◆ **Task item**
Go through the data line by line from the top, retyping each exactly, and end with the line that contains "inclusive of both".
** Extracted information follows **
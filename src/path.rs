//! A* route planning for autonomous agents.
//!
//! Uniform step cost over 4-connected walkable tiles with a Manhattan
//! heuristic, which is admissible on this grid, so returned paths are
//! optimal. Ties in `f = g + h` break on insertion order: re-running with
//! identical inputs yields an identical path.

use std::cmp::Ordering;
use std::collections::{BinaryHeap, HashMap};

use crate::world::{Coord, Grid};

#[derive(Debug, Clone, Copy)]
struct OpenNode {
    coord: Coord,
    f_cost: u64,
    sequence: u64,
}

impl PartialEq for OpenNode {
    fn eq(&self, other: &Self) -> bool {
        self.f_cost == other.f_cost && self.sequence == other.sequence
    }
}

impl Eq for OpenNode {}

impl Ord for OpenNode {
    fn cmp(&self, other: &Self) -> Ordering {
        // Reverse for a min-heap; earlier insertions win ties.
        other
            .f_cost
            .cmp(&self.f_cost)
            .then_with(|| other.sequence.cmp(&self.sequence))
    }
}

impl PartialOrd for OpenNode {
    fn partial_cmp(&self, other: &Self) -> Option<Ordering> {
        Some(self.cmp(other))
    }
}

fn walkable(grid: &Grid, coord: Coord) -> bool {
    grid.tile(coord).is_some_and(|tile| tile.kind.is_walkable())
}

/// Shortest walkable route from `start` to `goal`, inclusive of both
/// endpoints. `None` when either endpoint is out of bounds or blocked, or no
/// route exists.
pub fn find_path(grid: &Grid, start: Coord, goal: Coord) -> Option<Vec<Coord>> {
    if !walkable(grid, start) || !walkable(grid, goal) {
        return None;
    }
    if start == goal {
        return Some(vec![start]);
    }

    let mut open_set = BinaryHeap::new();
    let mut came_from: HashMap<Coord, Coord> = HashMap::new();
    let mut g_scores: HashMap<Coord, u64> = HashMap::new();
    let mut sequence = 0_u64;

    g_scores.insert(start, 0);
    open_set.push(OpenNode {
        coord: start,
        f_cost: start.manhattan_distance(goal),
        sequence,
    });

    while let Some(current) = open_set.pop() {
        if current.coord == goal {
            return Some(reconstruct(&came_from, current.coord));
        }
        let current_g = *g_scores.get(&current.coord).unwrap_or(&u64::MAX);

        for neighbor in grid.neighbors(current.coord) {
            if !walkable(grid, neighbor) {
                continue;
            }
            let tentative_g = current_g + 1;
            let neighbor_g = *g_scores.get(&neighbor).unwrap_or(&u64::MAX);
            if tentative_g < neighbor_g {
                came_from.insert(neighbor, current.coord);
                g_scores.insert(neighbor, tentative_g);
                sequence += 1;
                open_set.push(OpenNode {
                    coord: neighbor,
                    f_cost: tentative_g + neighbor.manhattan_distance(goal),
                    sequence,
                });
            }
        }
    }

    None
}

fn reconstruct(came_from: &HashMap<Coord, Coord>, mut current: Coord) -> Vec<Coord> {
    let mut path = vec![current];
    while let Some(&previous) = came_from.get(&current) {
        path.push(previous);
        current = previous;
    }
    path.reverse();
    path
}
//! Save/load boundary: round-trips, version invalidation, opaque extras.

use gridtown::save::{self, SaveGame};
use gridtown::{BuildingKind, Catalog, Goal, GoalTarget, Session, Tuning};
use serde_json::json;

fn played_session() -> Session {
    let mut s = Session::new(20, Catalog::standard(), Tuning::default(), 42);
    s.place(BuildingKind::Park, 5, 5).unwrap();
    s.place(BuildingKind::House, 5, 6).unwrap();
    s.set_goal(Goal::new(0, GoalTarget::Population, 500, 1_000));
    for _ in 0..10 {
        s.tick().unwrap();
    }
    s
}

#[test]
fn save_round_trip_preserves_the_world() {
    let dir = tempfile::tempdir().unwrap();
    let path = dir.path().join("city.json");
    let session = played_session();

    save::write_save(&path, session.state()).unwrap();
    let restored = save::read_save(&path, 20).unwrap().expect("usable save");

    assert_eq!(restored.grid, session.state().grid);
    assert_eq!(restored.stats, session.state().stats);
    assert_eq!(restored.quests, session.state().quests);
    assert_eq!(restored.goal, session.state().goal);
    let resumed = Session::from_state(restored, Catalog::standard(), Tuning::default(), 42);
    assert_eq!(resumed.stats(), session.stats());
}

#[test]
fn version_mismatch_is_no_usable_save() {
    let dir = tempfile::tempdir().unwrap();
    let path = dir.path().join("city.json");
    let session = played_session();
    save::write_save(&path, session.state()).unwrap();

    // A 60-tile world cannot adopt a 20-tile save.
    assert!(save::read_save(&path, 60).unwrap().is_none());
}

#[test]
fn missing_file_is_no_usable_save() {
    let dir = tempfile::tempdir().unwrap();
    let path = dir.path().join("absent.json");
    assert!(save::read_save(&path, 20).unwrap().is_none());
}

#[test]
fn corrupt_json_is_an_error_not_a_panic() {
    let dir = tempfile::tempdir().unwrap();
    let path = dir.path().join("garbage.json");
    std::fs::write(&path, "{ not json").unwrap();
    assert!(save::read_save(&path, 20).is_err());
}

#[test]
fn extras_round_trip_untouched() {
    let dir = tempfile::tempdir().unwrap();
    let path = dir.path().join("city.json");
    let session = played_session();
    let extras = json!({
        "news": ["Mayor opens new park", "Housing demand rises"],
        "narrative_seed": 991,
    });
    save::write_save_with_extras(&path, session.state(), extras.clone()).unwrap();

    let raw = std::fs::read_to_string(&path).unwrap();
    let reread: SaveGame = serde_json::from_str(&raw).unwrap();
    assert_eq!(reread.extras, extras);
    assert_eq!(reread.version, 20);
}

#[test]
fn snapshot_writer_honors_its_interval() {
    let dir = tempfile::tempdir().unwrap();
    let writer = save::SnapshotWriter::new(dir.path(), 5);
    let mut s = Session::new(8, Catalog::standard(), Tuning::default(), 1);

    let mut written = Vec::new();
    for _ in 0..12 {
        s.tick().unwrap();
        if let Some(path) = writer.maybe_write(s.state()).unwrap() {
            written.push(path);
        }
    }
    // Days 5 and 10 out of 12.
    assert_eq!(written.len(), 2);
    assert!(written[0].ends_with("day_000005.json"));
    assert!(written[1].ends_with("day_000010.json"));
}

#[test]
fn goals_survive_the_save_boundary() {
    let dir = tempfile::tempdir().unwrap();
    let path = dir.path().join("city.json");
    let mut session = played_session();
    session.add_quest(
        Goal::new(0, GoalTarget::BuildCount(BuildingKind::House), 4, 250)
            .with_text("Suburb sprawl", "Build four houses."),
    );
    save::write_save(&path, session.state()).unwrap();

    let restored = save::read_save(&path, 20).unwrap().unwrap();
    assert_eq!(restored.quests.len(), 1);
    assert_eq!(restored.quests[0].title, "Suburb sprawl");
    let goal = restored.goal.as_ref().unwrap();
    assert_eq!(goal.target, GoalTarget::Population);
    assert!(!goal.completed);
}
//! Player-facing command surface over the simulation core.
//!
//! Every mutating command validates fully before touching state, so a
//! rejection leaves grid, stats, and history exactly as they were. Each
//! player mutation pushes an undo snapshot; engine ticks do not (undo is a
//! player-action timeline, not a tick log).

use anyhow::Result;
use rand::Rng;
use thiserror::Error;

use crate::catalog::Catalog;
use crate::cost;
use crate::engine::{Engine, TickSummary, Tuning};
use crate::history::{History, HistorySnapshot, DEFAULT_HISTORY_LIMIT};
use crate::land_value::{LandValueCache, LandValueField};
use crate::path;
use crate::quest::{self, Goal};
use crate::rng::RngManager;
use crate::world::{BuildingKind, CityStats, Coord, Decoration, Rgb, SimulationState};

#[derive(Debug, Error, PartialEq, Eq)]
pub enum CommandError {
    #[error("coordinate ({x}, {y}) is outside the grid")]
    OutOfBounds { x: u32, y: u32 },
    #[error("tile ({x}, {y}) is already occupied")]
    Occupied { x: u32, y: u32 },
    #[error("tile ({x}, {y}) is empty")]
    TileEmpty { x: u32, y: u32 },
    #[error("{0:?} buildings cannot be upgraded")]
    NotUpgradable(BuildingKind),
    #[error("tile ({x}, {y}) is already at the maximum level")]
    MaxLevel { x: u32, y: u32 },
    #[error("need {needed} but only {available} in the treasury")]
    InsufficientFunds { needed: i64, available: i64 },
    #[error("no completed goal to claim")]
    NoCompletedGoal,
    #[error("no completed quest with id {0}")]
    NoCompletedQuest(u64),
}

/// Result of a successful mutating command. `money_delta` is negative for
/// spending and positive for refunds and rewards.
#[derive(Debug, Clone, Copy, PartialEq, Eq)]
pub struct CommandOutcome {
    pub money_delta: i64,
    pub stats: CityStats,
}

/// One city: state, rules, engine, undo history, and RNG streams, serialized
/// behind `&mut self` exactly as the concurrency contract requires.
pub struct Session {
    state: SimulationState,
    catalog: Catalog,
    engine: Engine,
    history: History,
    land_value: LandValueCache,
    rng: RngManager,
    next_goal_id: u64,
}

impl Session {
    pub fn new(grid_side: u32, catalog: Catalog, tuning: Tuning, seed: u64) -> Self {
        Self::from_state(SimulationState::new(grid_side), catalog, tuning, seed)
    }

    /// Adopt an existing state, e.g. one restored from a save file. The
    /// initial state is pushed so the first command can be undone.
    pub fn from_state(
        state: SimulationState,
        catalog: Catalog,
        tuning: Tuning,
        seed: u64,
    ) -> Self {
        let next_goal_id = state
            .quests
            .iter()
            .chain(state.goal.as_ref())
            .map(|goal| goal.id + 1)
            .max()
            .unwrap_or(1);
        let mut history = History::new(DEFAULT_HISTORY_LIMIT);
        history.push(HistorySnapshot::capture(&state));
        Self {
            state,
            catalog,
            engine: Engine::standard(tuning),
            history,
            land_value: LandValueCache::new(),
            rng: RngManager::new(seed),
            next_goal_id,
        }
    }

    pub fn state(&self) -> &SimulationState {
        &self.state
    }

    pub fn stats(&self) -> CityStats {
        self.state.stats
    }

    pub fn catalog(&self) -> &Catalog {
        &self.catalog
    }

    pub fn history_len(&self) -> usize {
        self.history.len()
    }

    /// Current land-value field, recomputed only when the grid has changed.
    pub fn land_value(&mut self) -> &LandValueField {
        self.land_value
            .field(&self.state.grid, self.catalog.amenity_radius())
    }

    /// Quoted price to place `kind` at `(x, y)` right now.
    pub fn quote_placement(&mut self, kind: BuildingKind, x: u32, y: u32) -> u64 {
        let coord = Coord::new(x, y);
        let radius = self.catalog.amenity_radius();
        let field = self.land_value.field(&self.state.grid, radius);
        cost::placement_cost(
            kind,
            coord,
            &self.state.grid,
            field,
            &self.catalog,
            self.state.stats.money,
        )
    }

    pub fn place(
        &mut self,
        kind: BuildingKind,
        x: u32,
        y: u32,
    ) -> Result<CommandOutcome, CommandError> {
        if kind == BuildingKind::Empty {
            return self.demolish(x, y);
        }
        let coord = Coord::new(x, y);
        let tile = self
            .state
            .grid
            .tile(coord)
            .ok_or(CommandError::OutOfBounds { x, y })?;
        if tile.kind.is_occupied() {
            return Err(CommandError::Occupied { x, y });
        }
        let price = self.quote_placement(kind, x, y) as i64;
        if price > self.state.stats.money {
            return Err(CommandError::InsufficientFunds {
                needed: price,
                available: self.state.stats.money,
            });
        }

        let (decoration, color) = self.roll_appearance(kind);
        self.state.grid.set_building(coord, kind, decoration, color);
        self.state.stats.money -= price;
        self.finish_mutation();
        Ok(CommandOutcome {
            money_delta: -price,
            stats: self.state.stats,
        })
    }

    pub fn demolish(&mut self, x: u32, y: u32) -> Result<CommandOutcome, CommandError> {
        let coord = Coord::new(x, y);
        let tile = self
            .state
            .grid
            .tile(coord)
            .ok_or(CommandError::OutOfBounds { x, y })?;
        if !tile.kind.is_occupied() {
            return Err(CommandError::TileEmpty { x, y });
        }
        let entry = self.catalog.entry(tile.kind);
        let refund = (entry.base_cost as f64 * self.engine.tuning().demolition_refund_fraction)
            .round() as i64;

        self.state.grid.clear(coord);
        self.state.stats.money += refund;
        self.finish_mutation();
        Ok(CommandOutcome {
            money_delta: refund,
            stats: self.state.stats,
        })
    }

    pub fn upgrade(&mut self, x: u32, y: u32) -> Result<CommandOutcome, CommandError> {
        let coord = Coord::new(x, y);
        let tile = self
            .state
            .grid
            .tile(coord)
            .ok_or(CommandError::OutOfBounds { x, y })?;
        if !tile.kind.is_occupied() {
            return Err(CommandError::TileEmpty { x, y });
        }
        if !tile.kind.is_upgradable() {
            return Err(CommandError::NotUpgradable(tile.kind));
        }
        if tile.level >= self.engine.tuning().max_level {
            return Err(CommandError::MaxLevel { x, y });
        }
        let (kind, level) = (tile.kind, tile.level);
        let radius = self.catalog.amenity_radius();
        let field = self.land_value.field(&self.state.grid, radius);
        let price = cost::upgrade_cost(
            kind,
            level,
            coord,
            &self.state.grid,
            field,
            &self.catalog,
            self.state.stats.money,
        ) as i64;
        if price > self.state.stats.money {
            return Err(CommandError::InsufficientFunds {
                needed: price,
                available: self.state.stats.money,
            });
        }

        self.state.grid.raise_level(coord);
        self.state.stats.money -= price;
        self.finish_mutation();
        Ok(CommandOutcome {
            money_delta: -price,
            stats: self.state.stats,
        })
    }

    /// Advance simulated time by one step.
    pub fn tick(&mut self) -> Result<TickSummary> {
        self.engine
            .tick(&mut self.state, &self.catalog, &mut self.rng)
    }

    /// Restore the previous snapshot. Returns false when already at the
    /// oldest state (a reported no-op, not an error).
    pub fn undo(&mut self) -> bool {
        match self.history.undo() {
            Some(snapshot) => {
                let snapshot = snapshot.clone();
                snapshot.restore(&mut self.state);
                // The restored grid reuses old revision numbers.
                self.land_value.invalidate();
                true
            }
            None => false,
        }
    }

    pub fn redo(&mut self) -> bool {
        match self.history.redo() {
            Some(snapshot) => {
                let snapshot = snapshot.clone();
                snapshot.restore(&mut self.state);
                self.land_value.invalidate();
                true
            }
            None => false,
        }
    }

    pub fn find_path(&self, start: Coord, goal: Coord) -> Option<Vec<Coord>> {
        path::find_path(&self.state.grid, start, goal)
    }

    /// Collect the reward of the completed active goal and discard the goal
    /// so the host can install a replacement.
    pub fn claim_goal_reward(&mut self) -> Result<CommandOutcome, CommandError> {
        match self.state.goal.take() {
            Some(goal) if goal.completed => {
                self.state.stats.money += goal.reward_money;
                self.refresh_goals();
                Ok(CommandOutcome {
                    money_delta: goal.reward_money,
                    stats: self.state.stats,
                })
            }
            other => {
                self.state.goal = other;
                Err(CommandError::NoCompletedGoal)
            }
        }
    }

    /// Collect the reward of a completed quest and remove it from the list.
    pub fn claim_quest_reward(&mut self, id: u64) -> Result<CommandOutcome, CommandError> {
        let index = self
            .state
            .quests
            .iter()
            .position(|quest| quest.id == id && quest.completed)
            .ok_or(CommandError::NoCompletedQuest(id))?;
        let quest = self.state.quests.remove(index);
        self.state.stats.money += quest.reward_money;
        self.refresh_goals();
        Ok(CommandOutcome {
            money_delta: quest.reward_money,
            stats: self.state.stats,
        })
    }

    /// Install a host-supplied objective as the active goal, evaluated
    /// immediately against the current world.
    pub fn set_goal(&mut self, mut goal: Goal) {
        goal.id = self.allocate_goal_id(goal.id);
        quest::evaluate(&mut goal, &self.state.grid, &self.state.stats);
        self.state.goal = Some(goal);
    }

    pub fn add_quest(&mut self, mut goal: Goal) {
        goal.id = self.allocate_goal_id(goal.id);
        quest::evaluate(&mut goal, &self.state.grid, &self.state.stats);
        self.state.quests.push(goal);
    }

    fn allocate_goal_id(&mut self, requested: u64) -> u64 {
        if requested >= self.next_goal_id {
            self.next_goal_id = requested + 1;
            requested
        } else {
            let id = self.next_goal_id;
            self.next_goal_id += 1;
            id
        }
    }

    /// Scenario setup: overwrite the starting stats before play begins.
    pub(crate) fn seed_stats(&mut self, money: i64, population: u64, happiness: i32) {
        self.state.stats.money = money;
        self.state.stats.population = population;
        self.state.stats.happiness = happiness.clamp(0, 100);
    }

    /// Scenario setup: place a building without charging or recording undo.
    pub(crate) fn seed_building(&mut self, coord: Coord, kind: BuildingKind, decoration: Decoration) {
        self.state
            .grid
            .set_building(coord, kind, decoration, kind.palette()[0]);
    }

    /// Scenario setup: make the seeded world the undo baseline.
    pub(crate) fn reset_history(&mut self) {
        self.history = History::new(DEFAULT_HISTORY_LIMIT);
        self.history.push(HistorySnapshot::capture(&self.state));
        self.land_value.invalidate();
    }

    fn roll_appearance(&mut self, kind: BuildingKind) -> (Decoration, Rgb) {
        let mut stream = self.rng.stream("placement");
        let palette = kind.palette();
        let color = palette[stream.gen_range(0..palette.len())];
        let decoration = if kind.is_amenity() {
            match stream.gen_range(0..3) {
                0 => Decoration::Trees,
                1 => Decoration::Garden,
                _ => Decoration::Plaza,
            }
        } else {
            Decoration::None
        };
        (decoration, color)
    }

    /// Re-evaluate objectives and record an undo snapshot after a mutation.
    fn finish_mutation(&mut self) {
        self.refresh_goals();
        self.history.push(HistorySnapshot::capture(&self.state));
    }

    fn refresh_goals(&mut self) {
        let (grid, stats) = (&self.state.grid, &self.state.stats);
        if let Some(goal) = self.state.goal.as_mut() {
            quest::evaluate(goal, grid, stats);
        }
        for goal in self.state.quests.iter_mut() {
            quest::evaluate(goal, grid, stats);
        }
    }
}
use anyhow::Result;

use crate::{
    engine::{System, TickContext},
    rng::SystemRng,
    world::SimulationState,
};

/// Applies population growth against housing capacity.
///
/// Capacity is `residential_count * residential_capacity`. A city with no
/// housing at all bleeds residents at a fixed emigration rate instead of
/// dropping to zero instantly.
pub struct PopulationSystem;

impl PopulationSystem {
    pub fn new() -> Self {
        Self
    }
}

impl Default for PopulationSystem {
    fn default() -> Self {
        Self::new()
    }
}

impl System for PopulationSystem {
    fn name(&self) -> &'static str {
        "population"
    }

    fn run(
        &mut self,
        ctx: &TickContext<'_>,
        state: &mut SimulationState,
        _rng: &mut SystemRng<'_>,
    ) -> Result<()> {
        let residential = state.grid.residential_count() as u64;
        let stats = &mut state.stats;

        if residential == 0 {
            if stats.population > 0 {
                stats.population = stats
                    .population
                    .saturating_sub(ctx.tuning.emigration_per_tick);
            }
            return Ok(());
        }

        let capacity = residential * ctx.tuning.residential_capacity;
        let grown = (stats.population as i64 + state.ledger.population_growth).max(0) as u64;
        stats.population = grown.min(capacity);
        Ok(())
    }
}
//! Status codes reported by agent operations and callbacks.

use std::fmt;

/// Outcome of an agent operation, callback, or database interaction.
///
/// The numeric codes travel in `Feedback` rows, so the mapping is part of
/// the wire contract and must stay stable.
#[derive(Debug, Clone, Copy, Default, PartialEq, Eq, Hash)]
pub enum OvsStatus {
    /// Operation completed successfully.
    Success,
    /// Outcome not yet known (operation still pending).
    #[default]
    Unknown,
    /// Operation failed.
    Failed,
    /// Operation did not complete within its deadline.
    TimedOut,
    /// Waiting on a timed operation failed for a reason other than the
    /// deadline elapsing.
    TimedWaitError,
}

impl OvsStatus {
    /// Wire code carried in `Feedback` rows.
    #[must_use]
    pub const fn code(self) -> i64 {
        match self {
            Self::Success => 0,
            Self::Unknown => 1,
            Self::Failed => 2,
            Self::TimedOut => 3,
            Self::TimedWaitError => 4,
        }
    }

    /// Decodes a wire code; unrecognised codes map to [`OvsStatus::Unknown`]
    /// so a newer peer never aborts row decoding.
    #[must_use]
    pub const fn from_code(code: i64) -> Self {
        match code {
            0 => Self::Success,
            2 => Self::Failed,
            3 => Self::TimedOut,
            4 => Self::TimedWaitError,
            _ => Self::Unknown,
        }
    }

    /// Whether the status represents a finished, successful operation.
    #[must_use]
    pub const fn is_success(self) -> bool {
        matches!(self, Self::Success)
    }
}

impl fmt::Display for OvsStatus {
    fn fmt(&self, formatter: &mut fmt::Formatter<'_>) -> fmt::Result {
        let label = match self {
            Self::Success => "success",
            Self::Unknown => "unknown",
            Self::Failed => "failed",
            Self::TimedOut => "timed out",
            Self::TimedWaitError => "timed wait error",
        };
        formatter.write_str(label)
    }
}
** End of Extracted information **
◆ **Final answer**
filename src/path.rs
//! A* route planning for autonomous agents.
//!
//! Uniform step cost over 4-connected walkable tiles with a Manhattan
//! heuristic, which is admissible on this grid, so returned paths are
//! optimal. Ties in `f = g + h` break on insertion order: re-running with
//! identical inputs yields an identical path.

use std::cmp::Ordering;
use std::collections::{BinaryHeap, HashMap};

use crate::world::{Coord, Grid};

#[derive(Debug, Clone, Copy)]
struct OpenNode {
    coord: Coord,
    f_cost: u64,
    sequence: u64,
}

impl PartialEq for OpenNode {
    fn eq(&self, other: &Self) -> bool {
        self.f_cost == other.f_cost && self.sequence == other.sequence
    }
}

impl Eq for OpenNode {}

impl Ord for OpenNode {
    fn cmp(&self, other: &Self) -> Ordering {
        // Reverse for a min-heap; earlier insertions win ties.
        other
            .f_cost
            .cmp(&self.f_cost)
            .then_with(|| other.sequence.cmp(&self.sequence))
    }
}

impl PartialOrd for OpenNode {
    fn partial_cmp(&self, other: &Self) -> Option<Ordering> {
        Some(self.cmp(other))
    }
}

fn walkable(grid: &Grid, coord: Coord) -> bool {
    grid.tile(coord).is_some_and(|tile| tile.kind.is_walkable())
}

/// Shortest walkable route from `start` to `goal`, inclusive of both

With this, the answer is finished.